3 min read.Updated: 04 Jan 2016, 01:58 AM ISTLivemint
In 2016, entrepreneurs in the consumer technology space will continue to transform lives of consumers in India
From hailing cabs to ordering food, from buying goods to ordering services online, 2015 was the year when cheaper connectivity and growing penetration of smartphones showed how the Internet can transform businesses and lives. In 2016, entrepreneurs in the consumer technology space will continue to transform lives of consumers in India.
TRENDS TO WATCH
End of easy money
While India remains one of the most attractive avenues for venture capital and private equity firms to park their money, 2016 might not see the easy money days that 2015 saw. Experts are anticipating investments to be accompanied by a lot more thought and deliberation than in 2015. There are also expectations of a correction in the hyper-funded and hyper-valued e-commerce market, which is likely to trigger consolidation in the space.
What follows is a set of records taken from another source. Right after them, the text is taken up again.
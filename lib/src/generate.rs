use crate::{ALPHABET, ALPHABET_SIZE};

#[derive(Debug, PartialEq, Eq, thiserror::Error)]
pub enum GenerateError {
    #[error("index {index} exceeds maximum combinations for length {max_length}")]
    IndexOutOfRange { index: u64, max_length: u8 },
}

/// Map a global candidate index to its string.
///
/// Indices `[0, 36)` are the length-1 strings in alphabet order, the next
/// `36^2` the length-2 strings, and so on. Within a length band the
/// remainder is read as a base-36 numeral over [`ALPHABET`] and emitted
/// most significant digit first: the first length-2 candidate is `"aa"`,
/// the last `"99"`.
pub fn candidate(index: u64, max_length: u8) -> Result<String, GenerateError> {
    let mut length = 1u32;
    let mut band_start = 0u64;
    loop {
        if length > u32::from(max_length) {
            return Err(GenerateError::IndexOutOfRange { index, max_length });
        }
        let band = ALPHABET_SIZE.pow(length);
        if index < band_start + band {
            break;
        }
        band_start += band;
        length += 1;
    }

    let mut remainder = index - band_start;
    let mut digits = vec![0u8; length as usize];
    for slot in digits.iter_mut().rev() {
        *slot = ALPHABET[(remainder % ALPHABET_SIZE) as usize];
        remainder /= ALPHABET_SIZE;
    }

    Ok(digits.iter().map(|&b| b as char).collect())
}

/// Lazily generate the candidates of `[start_index, start_index + count)`.
pub fn candidates(
    start_index: u64,
    count: u64,
    max_length: u8,
) -> impl Iterator<Item = Result<String, GenerateError>> {
    (0..count).map(move |i| candidate(start_index + i, max_length))
}

#[cfg(test)]
mod tests {
    use std::collections::HashSet;

    use proptest::prelude::*;

    use super::*;
    use crate::keyspace::total_combinations;

    #[test]
    fn first_and_last_of_each_band() {
        assert_eq!(candidate(0, 2).unwrap(), "a");
        assert_eq!(candidate(35, 2).unwrap(), "9");
        assert_eq!(candidate(36, 2).unwrap(), "aa");
        assert_eq!(candidate(37, 2).unwrap(), "ab");
        assert_eq!(candidate(36 + 36, 2).unwrap(), "ba");
        assert_eq!(candidate(36 + 1296 - 1, 2).unwrap(), "99");
    }

    #[test]
    fn out_of_range_index_is_rejected() {
        assert_eq!(
            candidate(36, 1),
            Err(GenerateError::IndexOutOfRange {
                index: 36,
                max_length: 1
            })
        );
        let total = total_combinations(3);
        assert!(candidate(total, 3).is_err());
        assert!(candidate(total - 1, 3).is_ok());
    }

    #[test]
    fn bijection_over_lengths_up_to_two() {
        let total = total_combinations(2);
        let mut seen = HashSet::new();
        for index in 0..total {
            let s = candidate(index, 2).unwrap();
            assert!(!s.is_empty() && s.len() <= 2);
            assert!(s.bytes().all(|b| ALPHABET.contains(&b)));
            assert!(seen.insert(s), "index {index} produced a duplicate");
        }
        assert_eq!(seen.len() as u64, total);
    }

    #[test]
    fn candidates_walks_the_range() {
        let strings: Vec<_> = candidates(34, 4, 2).map(Result::unwrap).collect();
        assert_eq!(strings, vec!["8", "9", "aa", "ab"]);
    }

    proptest! {
        #[test]
        fn generated_candidates_stay_in_the_alphabet(
            index in 0u64..total_combinations(4),
        ) {
            let s = candidate(index, 4).unwrap();
            prop_assert!(!s.is_empty() && s.len() <= 4);
            prop_assert!(s.bytes().all(|b| ALPHABET.contains(&b)));
        }

        #[test]
        fn ordering_holds_within_a_length_band(
            pair in (36u64..36 + 1296, 36u64..36 + 1296),
        ) {
            let (i, j) = pair;
            prop_assume!(i < j);
            let a = candidate(i, 2).unwrap();
            let b = candidate(j, 2).unwrap();
            prop_assert!(a < b);
        }
    }
}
Clarity in regulatory environment
2016 could see some clarity from the government on the definition of “marketplace" and what constitutes retail and wholesale trading. This could be a defining move for the e-commerce sector that has already attracted billions of dollars of capital. Offline retailers have long alleged that e-commerce firms are getting foreign capital through illegal routes.
As technology continues to disrupt the payments ecosystem in India, 2016 will see some fierce competition in the digital payments space as unicorns like Flipkart, Snapdeal and Ola jump into the payments space with their own mobile wallets. The companies will lock horns with payment firms such as PayU, Paytm and traditional banks to grab market share.
Emergence of online brands
As horizontal e-commerce—marketplaces that sell everything—saw clear winners emerge during 2015, 2016 could be the year of vertical e-commerce firms, online portals that focus on specific categories of products. One can expect to see interesting brands taking centre stage in the space as the year progresses. These could be promising brands such as Chumbak and Jaypore or vertical firms such as Yepme and Zivame.
2015 saw some preliminary activity in the financial technology space with start-ups emerging in lending and credit-rating areas. As financial lending—institutional or peer-to-peer—remains under pressure, new companies will be seen coming up with newer technologies and algorithms to fight traditional banks in 2016.
2015 attracted some serious money to hyperlocal start-ups and Grofers, run by Albinder Dhindsa, emerged as a serious contender in the space. Backed by Japan’s SoftBank, Grofers has built a strong war chest of venture funds and is all set to lock horns with large e-commerce firms such as Flipkart and Snapdeal, which announced their hyperlocal e-commerce plans only recently.
As mobile wallets disrupt the e-commerce industry in India, Paytm’s wallet, as well as payments bank licence, gives it a head-start over several payment service providers in the country. The wallet’s increased adoption makes this Alibaba-backed company a serious contender in the e-commerce battle. And while it continues to gain ground in e-commerce, all eyes will be on Paytm’s strategy around its payments bank, which is expected to roll out in 2016.
While the company has emerged as the largest cab aggregator in the country, in 2016, one needs to keep a close eye on founder Bhavish Aggarwal’s ambitions of making Ola a digital commerce behemoth. The company is making a serious push into digital payments with the launch of its mobile wallet, Ola Money, food delivery through Ola Café and even grocery delivery through Ola Store.
Flush with funds, the Bengaluru-based hyperlocal delivery firm is one of the front-runners in one of the hottest sectors of recent times. The company, backed by Sequoia Capital and Nexus, is close to getting fresh funds from DST Global and is fast expanding its presence across the country. With consolidation anticipated to go up during 2016, companies such as Roadrunnr, with sufficient cash in the bank, will have clear advantage over others.
The company is looking to create a one-stop destination for all kinds of healthcare services in the country. A badly organized healthcare sector presents a massive opportunity to an ambitious company such as Practo, which is trying to build a global health brand out of India. The company, which already operates in India, the Philippines and Singapore, plans to expand to 10 countries including Brazil, Turkey, Mexico, Indonesia and Malaysia by the end of 2016.